(Saved entries)
++++++
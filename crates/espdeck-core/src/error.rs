// ── Core error types ──
//
// User-facing errors from espdeck-core. Consumers never see raw HTTP
// bodies or JSON parse failures: the `From<espdeck_api::Error>` impl
// translates transport-layer errors into domain-appropriate variants.

use thiserror::Error;

/// Unified error type for the core crate.
#[derive(Debug, Error)]
pub enum CoreError {
    // ── Connection errors ────────────────────────────────────────────
    #[error("Cannot reach bridge at {url}: {reason}")]
    ConnectionFailed { url: String, reason: String },

    #[error("Bridge request timed out after {timeout_secs}s")]
    Timeout { timeout_secs: u64 },

    // ── Data errors ──────────────────────────────────────────────────
    #[error("Device not found: {identifier}")]
    DeviceNotFound { identifier: String },

    // ── Operation errors ─────────────────────────────────────────────
    #[error("Operation rejected by bridge: {message}")]
    Rejected { message: String },

    // ── API errors (wrapped, not exposed raw) ────────────────────────
    #[error("API error: {message}")]
    Api {
        message: String,
        /// HTTP status code (if applicable).
        status: Option<u16>,
    },

    // ── Configuration errors ─────────────────────────────────────────
    #[error("Configuration error: {message}")]
    Config { message: String },

    // ── Internal errors ──────────────────────────────────────────────
    #[error("Internal error: {0}")]
    Internal(String),
}

impl CoreError {
    /// Narrow a generic "not found" into a device lookup failure.
    pub(crate) fn for_device(self, identifier: &str) -> Self {
        match self {
            Self::Api {
                status: Some(404), ..
            } => Self::DeviceNotFound {
                identifier: identifier.to_owned(),
            },
            other => other,
        }
    }
}

// ── Conversion from transport-layer errors ───────────────────────────

impl From<espdeck_api::Error> for CoreError {
    fn from(err: espdeck_api::Error) -> Self {
        match err {
            espdeck_api::Error::Transport(ref e) => {
                if e.is_timeout() {
                    CoreError::Timeout { timeout_secs: 0 }
                } else if e.is_connect() {
                    CoreError::ConnectionFailed {
                        url: e.url().map_or_else(|| "<unknown>".into(), ToString::to_string),
                        reason: e.to_string(),
                    }
                } else {
                    CoreError::Api {
                        message: e.to_string(),
                        status: e.status().map(|s| s.as_u16()),
                    }
                }
            }
            espdeck_api::Error::InvalidUrl(e) => CoreError::Config {
                message: format!("Invalid URL: {e}"),
            },
            espdeck_api::Error::Tls(msg) => CoreError::ConnectionFailed {
                url: String::new(),
                reason: format!("TLS error: {msg}"),
            },
            espdeck_api::Error::Http { status, message } => CoreError::Api {
                message: format!("HTTP {status}: {message}"),
                status: Some(status),
            },
            espdeck_api::Error::Rejected { message } => CoreError::Rejected { message },
            espdeck_api::Error::Deserialization { message, body: _ } => CoreError::Api {
                message: format!("Malformed bridge response: {message}"),
                status: None,
            },
        }
    }
}

#[cfg(test)]
mod tests {
    use super::*;

    #[test]
    fn http_404_narrows_to_device_not_found() {
        let err = CoreError::from(espdeck_api::Error::Http {
            status: 404,
            message: "Device not found".into(),
        })
        .for_device("7");
        assert!(matches!(err, CoreError::DeviceNotFound { ref identifier } if identifier == "7"));
    }

    #[test]
    fn other_errors_pass_through_for_device() {
        let err = CoreError::from(espdeck_api::Error::Rejected {
            message: "busy".into(),
        })
        .for_device("7");
        assert!(matches!(err, CoreError::Rejected { .. }));
    }

    #[test]
    fn malformed_payload_is_api_error() {
        let err = CoreError::from(espdeck_api::Error::Deserialization {
            message: "expected value".into(),
            body: "<html>".into(),
        });
        assert!(
            matches!(err, CoreError::Api { status: None, ref message } if message.contains("Malformed"))
        );
    }
}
++++++
EXERCISE DETAILS
Nothing but a number is expected here: the number of lines in the entries that include the word "reason".

EXERCISE OUTPUT
4